SÃO PAULO. Alvo principal da Operação Trapaça, como foi batizada a terceira fase de “Carne Fraca”, deflagrada pela Polícia Federal nesta segunda-feira, a a BRF divulgou comunicado no início da noite em que reafirma seguir rigorosamente todas as normas nacionais e internacionais referentes à produção e comercialização de seus produtos.
A empresa diz também que tem importantes certificações internacionais de qualidade, sendo a única do país a integrar o Global Food Safaty Initiative (GFSI).
Por isso, assegura, não há nada constatado pelas investigações da PF significa risco à saúde de seus consumidores.
“Com base nos documentos disponíveis, a BRF entende que nenhuma das frentes de investigação da Polícia federal diz a algo que possa causar dano à saúde pública”, diz a empresa no comunicado.

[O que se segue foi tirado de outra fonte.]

//! Discord transport for gha-relay.
//!
//! Bridges serenity gateway events (prefixed messages and slash-command
//! interactions) into the core [`CommandDispatcher`] and renders envelopes as
//! embeds or plain text.
//!
//! [`CommandDispatcher`]: gha_relay_core::CommandDispatcher

mod discord_handler;
mod discord_render;
mod discord_sink;
mod slash_commands;

pub use discord_handler::{run_discord_relay, DiscordRelayConfig};
pub use discord_render::{embed_parts, reply_parts, EmbedParts, ReplyParts};
pub use discord_sink::{ChannelMessageSink, InteractionReplySink};
pub use slash_commands::{register_shortcut_commands, shortcut_command_definitions};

A empresa disse ainda ter sido auditada pelo Ministério da Agricultura, Pecuária e Abastecimento (MAPA) em outubro último, e que “todos os parâmetros estavam devidamente em ordem”.
Quanto aos e-mails trocados por altos executivos da companhia, que inclusive serviram de base para a ordem de prisão do ex-presidente Pedro Faria, a empresa diz serem de três anos atrás e que também são objeto de investigação própria.